## Work request:
Read through the lines below for the string "current" and copy each one that has it.

.....

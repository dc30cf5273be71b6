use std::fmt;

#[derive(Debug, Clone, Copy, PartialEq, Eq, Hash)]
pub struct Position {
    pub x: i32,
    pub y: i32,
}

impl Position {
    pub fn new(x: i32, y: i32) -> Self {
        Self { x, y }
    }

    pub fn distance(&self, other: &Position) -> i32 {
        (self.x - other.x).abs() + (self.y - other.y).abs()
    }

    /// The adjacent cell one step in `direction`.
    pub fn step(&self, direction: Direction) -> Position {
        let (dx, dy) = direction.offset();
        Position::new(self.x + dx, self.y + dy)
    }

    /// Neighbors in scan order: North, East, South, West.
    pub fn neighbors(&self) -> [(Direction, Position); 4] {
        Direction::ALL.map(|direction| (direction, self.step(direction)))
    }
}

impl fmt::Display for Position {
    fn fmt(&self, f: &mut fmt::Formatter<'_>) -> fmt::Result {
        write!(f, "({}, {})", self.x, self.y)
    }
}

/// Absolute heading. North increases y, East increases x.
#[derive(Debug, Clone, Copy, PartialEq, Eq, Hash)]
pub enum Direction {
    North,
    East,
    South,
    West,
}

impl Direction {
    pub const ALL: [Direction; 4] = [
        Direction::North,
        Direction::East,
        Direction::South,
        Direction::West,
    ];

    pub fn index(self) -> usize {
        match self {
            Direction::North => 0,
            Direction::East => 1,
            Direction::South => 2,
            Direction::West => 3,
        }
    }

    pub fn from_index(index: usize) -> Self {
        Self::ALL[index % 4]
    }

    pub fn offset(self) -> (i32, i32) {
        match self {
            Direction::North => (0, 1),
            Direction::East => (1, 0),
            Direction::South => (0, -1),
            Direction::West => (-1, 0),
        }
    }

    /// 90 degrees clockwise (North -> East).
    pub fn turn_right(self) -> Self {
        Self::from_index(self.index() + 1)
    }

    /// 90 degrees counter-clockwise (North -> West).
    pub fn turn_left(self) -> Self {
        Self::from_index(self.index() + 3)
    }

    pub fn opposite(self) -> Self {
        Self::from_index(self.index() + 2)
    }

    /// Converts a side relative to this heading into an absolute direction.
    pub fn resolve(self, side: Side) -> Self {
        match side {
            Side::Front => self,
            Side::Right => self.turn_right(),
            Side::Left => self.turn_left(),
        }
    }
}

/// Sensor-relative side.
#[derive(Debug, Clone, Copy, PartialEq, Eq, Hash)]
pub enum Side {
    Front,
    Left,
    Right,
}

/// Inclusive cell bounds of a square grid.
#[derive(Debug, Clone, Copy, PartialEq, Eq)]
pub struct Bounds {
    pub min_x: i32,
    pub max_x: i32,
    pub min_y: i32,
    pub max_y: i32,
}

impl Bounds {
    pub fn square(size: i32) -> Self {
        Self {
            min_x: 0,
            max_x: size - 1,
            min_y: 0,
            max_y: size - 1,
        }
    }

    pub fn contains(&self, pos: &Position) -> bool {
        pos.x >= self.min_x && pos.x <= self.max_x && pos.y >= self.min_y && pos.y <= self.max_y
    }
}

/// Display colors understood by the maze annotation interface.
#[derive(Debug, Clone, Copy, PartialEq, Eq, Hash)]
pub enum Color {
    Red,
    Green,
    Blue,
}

.....

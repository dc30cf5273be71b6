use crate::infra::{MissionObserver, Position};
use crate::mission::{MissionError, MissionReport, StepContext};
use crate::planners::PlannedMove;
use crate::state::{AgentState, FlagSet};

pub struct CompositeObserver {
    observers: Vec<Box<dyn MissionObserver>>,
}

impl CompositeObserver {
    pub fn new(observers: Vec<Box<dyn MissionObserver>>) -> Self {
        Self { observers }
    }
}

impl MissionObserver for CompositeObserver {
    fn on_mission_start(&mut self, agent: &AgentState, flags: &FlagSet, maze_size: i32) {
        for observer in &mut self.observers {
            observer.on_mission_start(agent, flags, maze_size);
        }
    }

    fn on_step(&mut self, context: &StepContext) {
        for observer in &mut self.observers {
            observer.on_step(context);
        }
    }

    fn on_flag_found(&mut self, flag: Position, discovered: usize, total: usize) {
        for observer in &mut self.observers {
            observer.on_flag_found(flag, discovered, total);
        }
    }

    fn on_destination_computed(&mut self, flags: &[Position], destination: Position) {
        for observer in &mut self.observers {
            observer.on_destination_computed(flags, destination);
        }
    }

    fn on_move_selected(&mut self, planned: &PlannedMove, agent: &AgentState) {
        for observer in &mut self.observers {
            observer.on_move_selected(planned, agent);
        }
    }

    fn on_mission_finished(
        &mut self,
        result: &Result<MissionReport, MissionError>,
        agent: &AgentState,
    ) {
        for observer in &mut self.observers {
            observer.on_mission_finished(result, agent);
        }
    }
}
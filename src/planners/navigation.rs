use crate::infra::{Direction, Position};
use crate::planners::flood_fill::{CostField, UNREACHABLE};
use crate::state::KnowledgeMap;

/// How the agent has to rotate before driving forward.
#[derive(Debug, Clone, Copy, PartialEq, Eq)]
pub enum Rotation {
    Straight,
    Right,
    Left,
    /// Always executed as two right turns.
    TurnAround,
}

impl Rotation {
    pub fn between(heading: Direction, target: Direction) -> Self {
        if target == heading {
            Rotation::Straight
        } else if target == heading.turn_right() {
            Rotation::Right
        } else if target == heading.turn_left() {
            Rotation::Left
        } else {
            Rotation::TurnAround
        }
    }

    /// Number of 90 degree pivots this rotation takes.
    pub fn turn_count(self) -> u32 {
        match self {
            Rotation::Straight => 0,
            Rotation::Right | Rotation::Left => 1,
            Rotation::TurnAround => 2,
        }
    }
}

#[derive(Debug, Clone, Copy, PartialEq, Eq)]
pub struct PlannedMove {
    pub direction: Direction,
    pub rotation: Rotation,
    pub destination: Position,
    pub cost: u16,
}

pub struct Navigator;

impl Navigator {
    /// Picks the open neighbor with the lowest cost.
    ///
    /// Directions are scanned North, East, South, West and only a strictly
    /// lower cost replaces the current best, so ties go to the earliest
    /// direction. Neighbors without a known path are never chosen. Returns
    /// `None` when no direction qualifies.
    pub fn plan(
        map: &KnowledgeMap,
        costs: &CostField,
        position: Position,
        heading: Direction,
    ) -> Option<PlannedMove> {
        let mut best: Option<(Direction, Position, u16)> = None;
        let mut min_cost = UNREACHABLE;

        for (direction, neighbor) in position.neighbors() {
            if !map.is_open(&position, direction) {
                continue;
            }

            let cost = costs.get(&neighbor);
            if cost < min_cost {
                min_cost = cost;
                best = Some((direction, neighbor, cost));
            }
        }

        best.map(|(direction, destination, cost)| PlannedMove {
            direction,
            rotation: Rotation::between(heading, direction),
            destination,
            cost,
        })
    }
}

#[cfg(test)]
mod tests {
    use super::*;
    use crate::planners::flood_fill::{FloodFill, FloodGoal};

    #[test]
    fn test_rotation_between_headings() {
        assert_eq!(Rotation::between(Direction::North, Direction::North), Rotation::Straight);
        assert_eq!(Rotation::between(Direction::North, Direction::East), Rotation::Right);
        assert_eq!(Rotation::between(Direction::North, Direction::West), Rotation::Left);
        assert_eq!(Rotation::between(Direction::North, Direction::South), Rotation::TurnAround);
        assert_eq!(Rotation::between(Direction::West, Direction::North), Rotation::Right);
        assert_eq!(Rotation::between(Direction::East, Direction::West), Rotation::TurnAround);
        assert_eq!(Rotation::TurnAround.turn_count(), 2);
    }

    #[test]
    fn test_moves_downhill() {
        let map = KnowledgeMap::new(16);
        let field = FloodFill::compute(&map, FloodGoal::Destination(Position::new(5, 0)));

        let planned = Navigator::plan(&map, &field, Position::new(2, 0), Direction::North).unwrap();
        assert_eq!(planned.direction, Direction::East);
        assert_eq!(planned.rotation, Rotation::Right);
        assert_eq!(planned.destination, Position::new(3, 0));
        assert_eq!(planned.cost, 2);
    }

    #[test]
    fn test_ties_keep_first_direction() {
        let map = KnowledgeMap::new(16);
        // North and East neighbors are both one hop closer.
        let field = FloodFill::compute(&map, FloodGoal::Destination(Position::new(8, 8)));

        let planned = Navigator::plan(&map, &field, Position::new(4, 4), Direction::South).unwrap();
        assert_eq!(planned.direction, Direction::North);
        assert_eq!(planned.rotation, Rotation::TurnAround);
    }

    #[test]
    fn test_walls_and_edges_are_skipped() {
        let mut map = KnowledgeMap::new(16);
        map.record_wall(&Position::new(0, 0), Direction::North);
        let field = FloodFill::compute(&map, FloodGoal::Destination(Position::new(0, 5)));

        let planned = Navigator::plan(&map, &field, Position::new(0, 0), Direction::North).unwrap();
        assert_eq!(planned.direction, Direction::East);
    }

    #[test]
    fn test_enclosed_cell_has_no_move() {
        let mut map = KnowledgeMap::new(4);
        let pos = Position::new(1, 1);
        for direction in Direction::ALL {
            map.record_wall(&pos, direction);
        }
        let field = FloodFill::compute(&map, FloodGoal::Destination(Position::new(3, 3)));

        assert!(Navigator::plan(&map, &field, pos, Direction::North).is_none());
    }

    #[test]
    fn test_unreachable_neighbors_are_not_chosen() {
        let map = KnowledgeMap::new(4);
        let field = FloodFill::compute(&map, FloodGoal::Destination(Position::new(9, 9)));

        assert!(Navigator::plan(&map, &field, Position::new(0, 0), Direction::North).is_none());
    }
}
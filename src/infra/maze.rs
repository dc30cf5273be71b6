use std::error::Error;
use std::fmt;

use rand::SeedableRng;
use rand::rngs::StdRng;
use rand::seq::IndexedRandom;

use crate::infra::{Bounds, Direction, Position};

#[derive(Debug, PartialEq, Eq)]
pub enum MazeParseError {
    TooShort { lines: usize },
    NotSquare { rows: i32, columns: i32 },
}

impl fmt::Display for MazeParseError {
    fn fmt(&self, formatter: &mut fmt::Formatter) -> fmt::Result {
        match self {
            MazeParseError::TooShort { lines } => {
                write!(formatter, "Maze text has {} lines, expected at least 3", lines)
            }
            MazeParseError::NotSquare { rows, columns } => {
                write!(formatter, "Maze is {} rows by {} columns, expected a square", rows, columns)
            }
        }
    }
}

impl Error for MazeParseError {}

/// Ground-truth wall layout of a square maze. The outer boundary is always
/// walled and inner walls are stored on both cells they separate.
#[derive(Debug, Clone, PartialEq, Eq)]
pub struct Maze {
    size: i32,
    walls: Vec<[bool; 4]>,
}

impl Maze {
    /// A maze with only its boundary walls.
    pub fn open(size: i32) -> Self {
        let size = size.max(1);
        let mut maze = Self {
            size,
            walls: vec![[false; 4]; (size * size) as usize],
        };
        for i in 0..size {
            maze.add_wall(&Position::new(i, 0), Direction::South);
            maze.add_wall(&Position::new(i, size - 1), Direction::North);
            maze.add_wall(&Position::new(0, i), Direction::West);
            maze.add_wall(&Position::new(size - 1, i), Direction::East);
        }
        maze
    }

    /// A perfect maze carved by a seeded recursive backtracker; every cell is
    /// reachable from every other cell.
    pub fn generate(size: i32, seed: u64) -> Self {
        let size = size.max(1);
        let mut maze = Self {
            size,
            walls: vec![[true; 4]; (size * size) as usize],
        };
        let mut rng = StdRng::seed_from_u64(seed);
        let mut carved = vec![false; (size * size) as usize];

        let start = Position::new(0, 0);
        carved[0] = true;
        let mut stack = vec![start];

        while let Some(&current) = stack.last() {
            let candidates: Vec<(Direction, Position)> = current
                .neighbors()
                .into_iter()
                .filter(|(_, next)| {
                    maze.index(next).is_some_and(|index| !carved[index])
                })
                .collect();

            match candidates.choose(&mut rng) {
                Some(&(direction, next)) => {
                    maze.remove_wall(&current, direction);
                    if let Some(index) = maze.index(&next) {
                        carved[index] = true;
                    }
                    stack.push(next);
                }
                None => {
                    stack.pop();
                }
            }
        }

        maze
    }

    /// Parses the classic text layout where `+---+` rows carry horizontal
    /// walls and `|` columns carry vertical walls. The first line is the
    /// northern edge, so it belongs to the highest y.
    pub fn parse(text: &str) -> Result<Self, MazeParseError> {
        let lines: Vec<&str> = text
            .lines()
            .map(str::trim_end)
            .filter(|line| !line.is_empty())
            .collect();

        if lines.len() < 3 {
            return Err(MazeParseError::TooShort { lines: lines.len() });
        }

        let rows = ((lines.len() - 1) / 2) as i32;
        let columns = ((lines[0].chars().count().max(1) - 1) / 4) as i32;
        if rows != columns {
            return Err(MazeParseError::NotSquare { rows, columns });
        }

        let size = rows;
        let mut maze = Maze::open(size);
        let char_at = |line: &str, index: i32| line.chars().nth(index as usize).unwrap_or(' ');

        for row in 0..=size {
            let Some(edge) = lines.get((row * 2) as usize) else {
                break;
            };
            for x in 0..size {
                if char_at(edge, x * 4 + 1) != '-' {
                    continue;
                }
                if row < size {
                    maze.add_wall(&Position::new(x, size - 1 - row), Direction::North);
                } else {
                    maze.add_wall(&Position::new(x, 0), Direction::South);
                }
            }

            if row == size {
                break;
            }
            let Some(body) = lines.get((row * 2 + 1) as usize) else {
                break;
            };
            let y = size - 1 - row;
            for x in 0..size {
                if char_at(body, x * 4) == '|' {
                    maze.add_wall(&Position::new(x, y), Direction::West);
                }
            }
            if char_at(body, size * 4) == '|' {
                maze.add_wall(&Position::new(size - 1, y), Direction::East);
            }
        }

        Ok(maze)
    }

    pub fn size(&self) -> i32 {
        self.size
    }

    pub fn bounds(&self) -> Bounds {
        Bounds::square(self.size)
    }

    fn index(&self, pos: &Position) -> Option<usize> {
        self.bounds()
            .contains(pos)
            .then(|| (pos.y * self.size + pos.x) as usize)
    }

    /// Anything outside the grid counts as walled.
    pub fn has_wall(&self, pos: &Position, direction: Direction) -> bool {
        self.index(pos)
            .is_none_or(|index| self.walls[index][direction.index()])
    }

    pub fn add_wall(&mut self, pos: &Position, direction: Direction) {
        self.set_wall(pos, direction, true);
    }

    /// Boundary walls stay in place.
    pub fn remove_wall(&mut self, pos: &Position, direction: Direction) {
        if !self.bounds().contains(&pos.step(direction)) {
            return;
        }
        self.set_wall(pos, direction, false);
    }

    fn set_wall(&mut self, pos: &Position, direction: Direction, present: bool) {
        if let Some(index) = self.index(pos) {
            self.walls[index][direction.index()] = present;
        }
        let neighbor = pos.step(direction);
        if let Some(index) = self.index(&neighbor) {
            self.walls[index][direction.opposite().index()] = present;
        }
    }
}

.....

## Task output:
    /// lower cost replaces the current best, so ties go to the earliest
        while let Some(&current) = stack.last() {
            let candidates: Vec<(Direction, Position)> = current
                    maze.remove_wall(&current, direction);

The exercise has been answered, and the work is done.